The act of following or pursuing, as game; pursuit. (Obs.)
2.
The act of suing; the process by which one endeavors to gain an end or an object; an attempt to attain a certain result; pursuit; endeavor. "Thenceforth the suit of earthly conquest shone."
3.
The act of wooing in love; the solicitation of a woman in marriage; courtship. "Rebate your loves, each rival suit suspend, Till this funereal web my labors end."
4.
(Law) The attempt to gain an end by legal process; an action or process for the recovery of a right or claim; legal application to a court for justice; prosecution of right before any tribunal; as, a civil suit; a criminal suit; a suit in chancery. "I arrest thee at the suit of Count Orsino." "In England the several suits, or remedial instruments of justice, are distinguished into three kinds actions personal, real, and mixed."
5.
That which follows as a retinue; a company of attendants or followers; the assembly of persons who attend upon a prince, magistrate, or other person of distinction.
6.
Things that follow in a series or succession; the individual objects, collectively considered, which constitute a series, as of rooms, buildings, compositions, etc.; often written suite.
7.
A number of things used together, and generally necessary to be united in order to answer their purpose; a number of things ordinarily classed or used together; a set; as, a suit of curtains; a suit of armor; a suit of clothes; a three-piece business suit. "Two rogues in buckram suits."
8.
(Playing Cards) One of the four sets of cards which constitute a pack; each set consisting of thirteen cards bearing a particular emblem, as hearts, spades, clubs, or diamonds; also, the members of each such suit held by a player in certain games, such as bridge; as, hearts were her long suit. "To deal and shuffle, to divide and sort Her mingled suits and sequences."
9.
Regular order; succession. (Obs.) "Every five and thirty years the same kind and suit of weather comes again."
10.
Hence: (derived from def 7) Someone who dresses in a business suit, as contrasted with more informal attire; specifically, A person, such as business executive, or government official, who is apt to view a situation formalistically, bureaucratically, or according to formal procedural criteria; used derogatively for one who is inflexible, esp. when a more humanistic or imaginative approach would be appropriate.
Out of suits, having no correspondence. (Obs.)
Suit and service (Feudal Law), the duty of feudatories to attend the courts of their lords or superiors in time of peace, and in war to follow them and do military service; called also suit service.
Suit broker, one who made a trade of obtaining the suits of petitioners at court. (Obs.)
Suit court (O. Eng. Law), the court in which tenants owe attendance to their lord.
Suit covenant (O. Eng.

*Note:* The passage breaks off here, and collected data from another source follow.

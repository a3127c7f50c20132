//! Transport service - orchestrates different transport types.
//!
//! This service provides a unified interface for starting the MCP server
//! with different transport mechanisms.

use tracing::info;

use super::{TransportConfig, TransportResult};
use crate::core::McpServer;

#[cfg(feature = "stdio")]
use super::stdio::StdioTransport;

#[cfg(feature = "tcp")]
use super::tcp::TcpTransport;

#[cfg(feature = "http")]
use super::http::HttpTransport;

/// Transport service - manages the transport layer for the MCP server.
pub struct TransportService {
    config: TransportConfig,
}

impl TransportService {
    /// Create a new transport service with the given configuration.
    pub fn new(config: TransportConfig) -> Self {
        Self { config }
    }

    /// Get the transport configuration.
    pub fn config(&self) -> &TransportConfig {
        &self.config
    }

    /// Log information about the configured transport.
    pub fn log_info(&self) {
        info!("Starting transport: {}", self.config.description());
    }

    /// Start the transport with the given MCP server.
    ///
    /// This method blocks until the transport is shut down. Every session
    /// shares the server's connection state.
    pub async fn run(self, server: McpServer) -> TransportResult<()> {
        self.log_info();

        match self.config {
            #[cfg(feature = "stdio")]
            TransportConfig::Stdio => StdioTransport::run(server).await,
            #[cfg(feature = "tcp")]
            TransportConfig::Tcp(cfg) => TcpTransport::new(cfg).run(server).await,
            #[cfg(feature = "http")]
            TransportConfig::Http(cfg) => HttpTransport::new(cfg).run(server).await,
        }
    }
}

#[cfg(test)]
mod tests {
    use super::*;

    #[cfg(feature = "stdio")]
    #[test]
    fn test_default_is_stdio() {
        let service = TransportService::new(TransportConfig::default());
        assert!(service.config().is_stdio());
    }
}
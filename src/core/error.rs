//! Error types and handling for the MCP server.
//!
//! This module defines a unified error type that can represent errors from
//! the tools domain, the backend client and the transport layer.

use thiserror::Error;

/// A specialized Result type for MCP server operations.
pub type Result<T> = std::result::Result<T, Error>;

/// Unified error type for the MCP server.
#[derive(Debug, Error)]
pub enum Error {
    /// Error originating from the tools domain.
    #[error("Tool error: {0}")]
    Tool(#[from] crate::domains::tools::ToolError),

    /// Error raised by the OPNsense client.
    #[error("Backend error: {}", .0.describe())]
    Backend(#[from] crate::backend::BackendError),

    /// Error raised by a transport.
    #[error("Transport error: {0}")]
    Transport(#[from] super::transport::TransportError),

    /// Configuration-related errors.
    #[error("Configuration error: {0}")]
    Config(String),

    /// I/O errors from file operations or network communication.
    #[error("I/O error: {0}")]
    Io(#[from] std::io::Error),

    /// JSON serialization/deserialization errors.
    #[error("JSON error: {0}")]
    Json(#[from] serde_json::Error),

}

impl Error {
    /// Create a new configuration error.
    pub fn config(msg: impl Into<String>) -> Self {
        Self::Config(msg.into())
    }
}

#[cfg(test)]
mod tests {
    use super::*;
    use crate::backend::BackendError;
    use crate::domains::tools::ToolError;

    #[test]
    fn test_conversions() {
        let err: Error = ToolError::unknown_tool("nope").into();
        assert!(matches!(err, Error::Tool(_)));
        assert!(err.to_string().contains("nope"));

        let err: Error = BackendError::http(503, "Service Unavailable", None).into();
        assert_eq!(err.to_string(), "Backend error: HTTP 503 Service Unavailable");
    }

    #[test]
    fn test_config_error() {
        let err = Error::config("invalid tool manifest");
        assert_eq!(err.to_string(), "Configuration error: invalid tool manifest");
    }
}
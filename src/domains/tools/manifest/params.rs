//! Hand-authored parameter schemas for methods whose names do not follow
//! the verb conventions.

use schemars::JsonSchema;
use serde::Deserialize;

/// Parameters for service control endpoints.
#[derive(Debug, Clone, Deserialize, JsonSchema)]
pub struct ServiceParams {
    /// Service name as listed by `system_searchServices` (e.g. "unbound").
    pub name: String,

    /// Service instance id, for services running more than once. Appended
    /// to the path when given.
    #[serde(default)]
    pub id: Option<String>,
}

/// Parameters for firmware package operations.
#[derive(Debug, Clone, Deserialize, JsonSchema)]
pub struct PackageParams {
    /// Package name, e.g. "os-nginx".
    pub package: String,
}

/// Parameters for reading the live firewall log.
#[derive(Debug, Clone, Deserialize, JsonSchema)]
pub struct FirewallLogParams {
    /// Maximum number of log lines to return.
    #[serde(default)]
    pub limit: Option<u32>,

    /// Only return entries newer than this digest.
    #[serde(default)]
    pub digest: Option<String>,
}

/// Parameters for reverse DNS lookups.
#[derive(Debug, Clone, Deserialize, JsonSchema)]
pub struct ReverseLookupParams {
    /// IPv4 or IPv6 address to resolve.
    pub address: String,
}

/// Parameters for killing firewall states.
#[derive(Debug, Clone, Deserialize, JsonSchema)]
pub struct KillStatesParams {
    /// Source or destination address whose states should be dropped.
    pub host: String,
}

Law), a covenant to sue at a certain court.
Suit custom (Law), a service which is owed from time immemorial.
Suit service. (Feudal Law) See Suit and service, above.
To bring suit. (Law)
(a)
To bring secta, followers or witnesses, to prove the plaintiff's demand. (Obs.)
(b)
In modern usage, to institute an action.
To follow suit.
(a)
(Card Playing) See under Follow, v. t.
(b)
To mimic the action of another person; to perform an action similar to what has preceded; as, when she walked in, John left the room and his wife followed suit.
long suit
(a)
(Card Playing) the suit (8) of which a player has the largest number of cards in his hand; as, his long suit was clubs, but his partner insisted on making hearts trumps.. Hence: (fig.) that quality or capability which is a person's best asset; as, we could see from the mess in his room that neatness was not his long suit.
strong suit same as long suit, (b). "I think our strong suit is that we can score from both the perimeter and the post." "Rigid ideological consistency has never been a strong suit of the Whole Earth Catalogue."



verb
Suit  v. t.  (past & past part. suited; pres. part. suiting)  
1.
To fit; to adapt; to make proper or suitable; as, to suit the action to the word.
2.
To be fitted to; to accord with; to become; to befit. "Ill suits his cloth the praise of railing well." "Raise her notes to that sublime degree Which suits song of piety and thee."
3.
To dress; to clothe. (Obs.) "So went he suited to his watery tomb."
4.
To please; to make content; as, he is well suited with his place; to suit one's taste.



Suit  v. i.  To agree; to accord; to be fitted; to correspond; usually followed by with or to. "The place itself was suiting to his care." "Give me not an office That suits with me so ill."
Synonyms: To agree; accord; comport; tally; correspond; match; answer.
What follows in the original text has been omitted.